Senior specialist staff were notified and were responding when the patient entered cardiorespiratory arrest and could not be resuscitated.
It is likely that the cause of death was related to haemorrhage from excessive anticoagulation with enoxaparin.
The choice of anticoagulation is debatable. Despite extensive use in surgery, enoxaparin is known to have thrombolytic qualities due to endothelial activation of plasminogen. It is only partially responsive to reversal by protamine and its activity requires a special assay, which is not always available, and its duration of action is up to 36 hours.

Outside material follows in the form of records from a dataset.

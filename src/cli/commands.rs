//! CLI commands and argument parsing

use clap::{Parser, Subcommand};
use std::path::PathBuf;

/// Structural JSON schema inference and merging
#[derive(Parser, Debug)]
#[command(name = "jsonschema-gen")]
#[command(author, version, about, long_about = None)]
pub struct Cli {
    /// Output format
    #[arg(short, long, global = true, default_value = "pretty")]
    pub format: OutputFormat,

    /// Verbose output
    #[arg(short, long, global = true)]
    pub verbose: bool,

    #[command(subcommand)]
    pub command: Commands,
}

/// CLI subcommands
#[derive(Subcommand, Debug)]
pub enum Commands {
    /// Infer a schema from sample documents
    Infer {
        /// Sample files (use '-' for stdin)
        #[arg(required = true)]
        files: Vec<PathBuf>,

        /// Treat each input as NDJSON (one sample per line)
        #[arg(long)]
        ndjson: bool,

        /// Treat each input as a JSON array, one sample per element
        #[arg(long, conflicts_with = "ndjson")]
        each_element: bool,
    },

    /// Merge schema documents into one
    Merge {
        /// Schema files (use '-' for stdin)
        #[arg(required = true)]
        files: Vec<PathBuf>,
    },
}

/// Output format
#[derive(Debug, Clone, Copy, PartialEq, Eq, clap::ValueEnum)]
pub enum OutputFormat {
    /// Compact JSON on one line
    Json,
    /// Pretty-printed JSON
    Pretty,
}
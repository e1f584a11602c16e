//! Schema inference and merging
//!
//! Infers a structural schema from a JSON value tree and merges schemas
//! observed across multiple samples into one schema compatible with all
//! of them.
//!
//! # Features
//!
//! - **Type Inference**: Infers types from JSON values
//! - **Schema Merging**: Left-fold merge of schemas from multiple samples
//! - **Type Unification**: Conflicting types become an ordered type set
//! - **Required Tracking**: Properties absent from some samples are demoted
//! - **Nested Structures**: Objects and array item schemas merge recursively

mod inference;
mod merge;
mod types;

pub use inference::{tree_to_schema, tree_to_schema_required};
pub use merge::merge_schemas;
pub use types::{SchemaNode, TypeSet, TypeTag};
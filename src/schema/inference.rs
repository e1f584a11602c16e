//! Schema inference from JSON values

use super::merge::merge_schemas;
use super::types::{SchemaNode, TypeTag};
use crate::error::Result;
use indexmap::IndexMap;
use serde_json::Value;

/// Infer a schema from a single JSON value tree.
///
/// The root node and every freshly inferred property are marked required;
/// merging schemas from multiple samples is what demotes the flag for
/// properties that are absent from some samples.
pub fn tree_to_schema(value: &Value) -> Result<SchemaNode> {
    tree_to_schema_required(value, true)
}

/// Infer a schema, choosing the `required` flag of the root node.
pub fn tree_to_schema_required(value: &Value, required: bool) -> Result<SchemaNode> {
    match value {
        Value::Object(map) => {
            let mut properties = IndexMap::with_capacity(map.len());
            for (key, val) in map {
                properties.insert(key.clone(), tree_to_schema_required(val, true)?);
            }
            Ok(SchemaNode::object(properties, required))
        }
        Value::Array(elements) => {
            let element_schemas = elements
                .iter()
                .map(|element| tree_to_schema_required(element, true))
                .collect::<Result<Vec<_>>>()?;

            // Heterogeneous element schemas collapse into a single item
            // schema; an empty array has no item schema at all.
            let mut items = merge_schemas(&element_schemas)?;
            if let Some(node) = items.as_mut() {
                // Array elements have no name, so presence tracking
                // does not apply to them
                node.required = None;
            }
            Ok(SchemaNode::array(items, required))
        }
        _ => Ok(SchemaNode::leaf(TypeTag::classify(value), required)),
    }
}
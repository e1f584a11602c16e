//! jsonschema-gen CLI
//!
//! Command-line interface for schema inference and merging

use clap::Parser;
use jsonschema_gen::cli::{Cli, Runner};

fn main() {
    let cli = Cli::parse();

    let level = if cli.verbose {
        tracing::Level::DEBUG
    } else {
        tracing::Level::INFO
    };

    // Logs go to stderr, the schema goes to stdout
    tracing_subscriber::fmt()
        .with_env_filter(
            tracing_subscriber::EnvFilter::from_default_env().add_directive(level.into()),
        )
        .with_writer(std::io::stderr)
        .init();

    let runner = Runner::new(cli);

    if let Err(e) = runner.run() {
        eprintln!("Error: {e}");
        std::process::exit(1);
    }
}
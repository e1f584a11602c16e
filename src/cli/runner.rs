//! CLI runner - executes commands

use crate::cli::commands::{Cli, Commands, OutputFormat};
use crate::error::{Error, Result};
use crate::loader::{read_samples, read_schema, SampleFormat};
use crate::schema::{merge_schemas, tree_to_schema, SchemaNode};
use std::path::PathBuf;
use tracing::{debug, info};

/// CLI runner
pub struct Runner {
    cli: Cli,
}

impl Runner {
    /// Create a new runner
    pub fn new(cli: Cli) -> Self {
        Self { cli }
    }

    /// Run the CLI command
    pub fn run(&self) -> Result<()> {
        match &self.cli.command {
            Commands::Infer {
                files,
                ndjson,
                each_element,
            } => self.infer(files, *ndjson, *each_element),
            Commands::Merge { files } => self.merge(files),
        }
    }

    /// Infer a schema per sample, then fold the schemas into one
    fn infer(&self, files: &[PathBuf], ndjson: bool, each_element: bool) -> Result<()> {
        let format = if ndjson {
            SampleFormat::Ndjson
        } else if each_element {
            SampleFormat::JsonArray
        } else {
            SampleFormat::Json
        };

        let mut schemas = Vec::new();
        for file in files {
            let samples = read_samples(file, format)?;
            debug!(file = %file.display(), samples = samples.len(), "loaded samples");
            for sample in &samples {
                schemas.push(tree_to_schema(sample)?);
            }
        }

        info!(schemas = schemas.len(), "merging sample schemas");
        self.print(merge_schemas(&schemas)?.as_ref())
    }

    /// Merge schema documents loaded from files
    fn merge(&self, files: &[PathBuf]) -> Result<()> {
        let mut schemas = Vec::new();
        for file in files {
            schemas.push(read_schema(file)?);
        }

        self.print(merge_schemas(&schemas)?.as_ref())
    }

    fn print(&self, schema: Option<&SchemaNode>) -> Result<()> {
        let Some(schema) = schema else {
            return Err(Error::Other("no input, nothing to merge".to_string()));
        };

        let rendered = match self.cli.format {
            OutputFormat::Json => serde_json::to_string(schema)?,
            OutputFormat::Pretty => serde_json::to_string_pretty(schema)?,
        };
        println!("{rendered}");
        Ok(())
    }
}
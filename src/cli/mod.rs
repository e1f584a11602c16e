//! CLI module
//!
//! Command-line interface for schema inference and merging.
//!
//! # Commands
//!
//! - `infer` - Infer a schema from sample documents
//! - `merge` - Merge schema documents into one

mod commands;
mod runner;

pub use commands::{Cli, Commands, OutputFormat};
pub use runner::Runner;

The risk–benefit analysis of increasing the dosage of enoxaparin to therapeutic levels was not documented. There was no clear indication for anticoagulant therapy as there was no demonstrated thrombosis. Therapeutic levels of enoxaparin in lieu of prophylactic apixaban is not an appropriate usage. Although the patient’s preoperative eGFR was noted to be normal, it was recorded to be substantially lower in the postoperative period, further exacerbating the already inappropriately large dosage of enoxaparin. Despite warning signs of coagulopathy, haematuria, bleeding PR and wound bleeding, no actions were taken to stop the enoxaparin nor assay its therapeutic level.
While postoperative care and documentation in this case are in many ways exemplary, it seems that the common phenomenon of multidisciplinary care led to no one individual taking responsibility for the ‘big picture’ that might have integrated the risk–benefit analysis of excessive anticoagulation in this patient.